◆ **Exercise**
Each line below with the word "message" needs to be copied.

***

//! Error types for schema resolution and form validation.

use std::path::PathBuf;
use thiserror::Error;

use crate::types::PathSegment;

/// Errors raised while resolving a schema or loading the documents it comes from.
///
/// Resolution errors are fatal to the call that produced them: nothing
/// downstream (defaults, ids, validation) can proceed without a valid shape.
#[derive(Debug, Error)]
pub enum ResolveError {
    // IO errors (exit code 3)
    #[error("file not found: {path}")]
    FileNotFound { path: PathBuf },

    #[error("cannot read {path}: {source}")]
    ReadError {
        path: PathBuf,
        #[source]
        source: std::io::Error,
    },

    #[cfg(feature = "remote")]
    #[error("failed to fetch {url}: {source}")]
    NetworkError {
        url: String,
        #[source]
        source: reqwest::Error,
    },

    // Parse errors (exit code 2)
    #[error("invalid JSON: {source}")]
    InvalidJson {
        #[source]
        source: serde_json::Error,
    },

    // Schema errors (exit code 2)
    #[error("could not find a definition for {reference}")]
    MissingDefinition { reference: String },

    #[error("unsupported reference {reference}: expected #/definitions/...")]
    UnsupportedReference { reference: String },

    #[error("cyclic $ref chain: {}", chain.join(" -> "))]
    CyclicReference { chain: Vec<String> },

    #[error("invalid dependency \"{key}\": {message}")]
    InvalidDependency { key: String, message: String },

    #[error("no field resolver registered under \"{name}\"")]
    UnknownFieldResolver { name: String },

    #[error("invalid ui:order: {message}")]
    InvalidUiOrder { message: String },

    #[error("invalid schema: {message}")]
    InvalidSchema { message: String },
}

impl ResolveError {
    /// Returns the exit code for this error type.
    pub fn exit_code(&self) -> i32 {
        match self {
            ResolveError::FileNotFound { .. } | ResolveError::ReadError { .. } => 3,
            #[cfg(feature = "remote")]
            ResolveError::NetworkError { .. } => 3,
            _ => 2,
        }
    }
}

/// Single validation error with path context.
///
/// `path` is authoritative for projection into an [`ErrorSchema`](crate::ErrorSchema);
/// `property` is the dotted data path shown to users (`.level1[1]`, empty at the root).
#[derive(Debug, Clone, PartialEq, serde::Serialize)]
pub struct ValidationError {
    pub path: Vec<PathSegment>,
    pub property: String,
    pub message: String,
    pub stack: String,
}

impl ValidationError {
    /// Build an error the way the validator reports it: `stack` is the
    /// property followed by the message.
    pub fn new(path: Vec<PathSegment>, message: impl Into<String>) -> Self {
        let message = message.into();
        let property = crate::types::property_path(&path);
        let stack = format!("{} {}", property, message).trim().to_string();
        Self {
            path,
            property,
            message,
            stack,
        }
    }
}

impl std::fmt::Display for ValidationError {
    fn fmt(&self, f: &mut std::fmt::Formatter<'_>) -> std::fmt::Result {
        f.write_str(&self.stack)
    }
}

***

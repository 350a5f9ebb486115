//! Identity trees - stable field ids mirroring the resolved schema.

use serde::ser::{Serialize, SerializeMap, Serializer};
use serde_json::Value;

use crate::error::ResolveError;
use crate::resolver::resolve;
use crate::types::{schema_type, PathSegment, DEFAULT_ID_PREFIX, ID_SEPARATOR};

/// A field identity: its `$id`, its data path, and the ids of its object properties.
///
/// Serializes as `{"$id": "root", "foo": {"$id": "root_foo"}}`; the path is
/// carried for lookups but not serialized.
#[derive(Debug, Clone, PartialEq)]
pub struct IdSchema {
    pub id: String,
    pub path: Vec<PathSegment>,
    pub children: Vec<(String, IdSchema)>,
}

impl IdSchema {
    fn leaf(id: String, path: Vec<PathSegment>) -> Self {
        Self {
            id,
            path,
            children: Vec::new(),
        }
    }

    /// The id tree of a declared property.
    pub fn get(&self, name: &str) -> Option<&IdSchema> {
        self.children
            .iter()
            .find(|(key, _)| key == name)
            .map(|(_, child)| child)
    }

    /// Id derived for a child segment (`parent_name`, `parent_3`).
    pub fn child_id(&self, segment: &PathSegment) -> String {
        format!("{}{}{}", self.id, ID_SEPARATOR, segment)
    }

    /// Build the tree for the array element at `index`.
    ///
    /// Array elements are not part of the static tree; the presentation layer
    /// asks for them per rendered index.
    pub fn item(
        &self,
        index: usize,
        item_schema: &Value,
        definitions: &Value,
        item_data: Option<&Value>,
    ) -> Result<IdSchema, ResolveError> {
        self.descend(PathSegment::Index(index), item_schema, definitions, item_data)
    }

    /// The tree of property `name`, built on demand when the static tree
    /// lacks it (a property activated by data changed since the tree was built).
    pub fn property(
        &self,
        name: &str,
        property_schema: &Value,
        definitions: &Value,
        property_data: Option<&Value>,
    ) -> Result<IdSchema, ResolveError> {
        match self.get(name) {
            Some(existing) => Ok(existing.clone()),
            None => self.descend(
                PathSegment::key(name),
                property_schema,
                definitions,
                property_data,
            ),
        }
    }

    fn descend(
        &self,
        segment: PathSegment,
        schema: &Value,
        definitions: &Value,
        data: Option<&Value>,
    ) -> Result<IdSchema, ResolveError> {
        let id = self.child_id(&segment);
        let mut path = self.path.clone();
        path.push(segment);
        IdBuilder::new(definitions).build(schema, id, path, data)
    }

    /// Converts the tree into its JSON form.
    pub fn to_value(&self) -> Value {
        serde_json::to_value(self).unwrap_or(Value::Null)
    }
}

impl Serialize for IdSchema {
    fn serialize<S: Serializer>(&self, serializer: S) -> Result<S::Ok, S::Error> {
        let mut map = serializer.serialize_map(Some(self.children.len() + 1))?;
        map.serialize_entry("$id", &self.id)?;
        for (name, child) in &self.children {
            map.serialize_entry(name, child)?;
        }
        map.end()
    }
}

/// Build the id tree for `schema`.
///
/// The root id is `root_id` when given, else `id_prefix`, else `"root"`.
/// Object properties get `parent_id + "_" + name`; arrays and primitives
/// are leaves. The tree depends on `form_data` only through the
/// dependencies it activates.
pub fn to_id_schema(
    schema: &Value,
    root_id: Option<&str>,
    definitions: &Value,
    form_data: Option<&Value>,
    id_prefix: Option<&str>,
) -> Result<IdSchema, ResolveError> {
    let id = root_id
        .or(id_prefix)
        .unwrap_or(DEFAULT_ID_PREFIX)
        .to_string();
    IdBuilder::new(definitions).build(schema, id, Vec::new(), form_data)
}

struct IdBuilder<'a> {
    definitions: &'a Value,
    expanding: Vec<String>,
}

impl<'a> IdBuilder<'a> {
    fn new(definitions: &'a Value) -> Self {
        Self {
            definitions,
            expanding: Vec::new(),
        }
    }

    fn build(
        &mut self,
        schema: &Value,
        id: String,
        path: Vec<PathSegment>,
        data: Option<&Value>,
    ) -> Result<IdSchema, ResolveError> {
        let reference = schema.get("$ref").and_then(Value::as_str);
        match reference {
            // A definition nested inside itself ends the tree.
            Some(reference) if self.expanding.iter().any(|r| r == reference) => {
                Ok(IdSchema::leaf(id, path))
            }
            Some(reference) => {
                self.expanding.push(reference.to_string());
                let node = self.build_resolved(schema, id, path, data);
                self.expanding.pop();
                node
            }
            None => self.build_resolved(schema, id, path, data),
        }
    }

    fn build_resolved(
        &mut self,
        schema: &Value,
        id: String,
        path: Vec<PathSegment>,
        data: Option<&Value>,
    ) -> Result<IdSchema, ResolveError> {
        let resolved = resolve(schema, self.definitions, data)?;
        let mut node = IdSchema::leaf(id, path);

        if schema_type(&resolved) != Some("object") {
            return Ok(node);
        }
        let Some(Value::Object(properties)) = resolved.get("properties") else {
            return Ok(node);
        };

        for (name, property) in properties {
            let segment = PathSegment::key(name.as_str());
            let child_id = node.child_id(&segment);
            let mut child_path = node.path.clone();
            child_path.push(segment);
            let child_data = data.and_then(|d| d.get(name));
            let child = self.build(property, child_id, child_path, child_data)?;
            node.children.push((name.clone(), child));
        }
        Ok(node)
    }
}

***

◆ **Final answer**
    #[error("invalid dependency \"{key}\": {message}")]
    InvalidDependency { key: String, message: String },
    #[error("invalid ui:order: {message}")]
    InvalidUiOrder { message: String },
    #[error("invalid schema: {message}")]
    InvalidSchema { message: String },
    pub message: String,
    /// property followed by the message.
    pub fn new(path: Vec<PathSegment>, message: impl Into<String>) -> Self {
        let message = message.into();
        let stack = format!("{} {}", property, message).trim().to_string();
            message,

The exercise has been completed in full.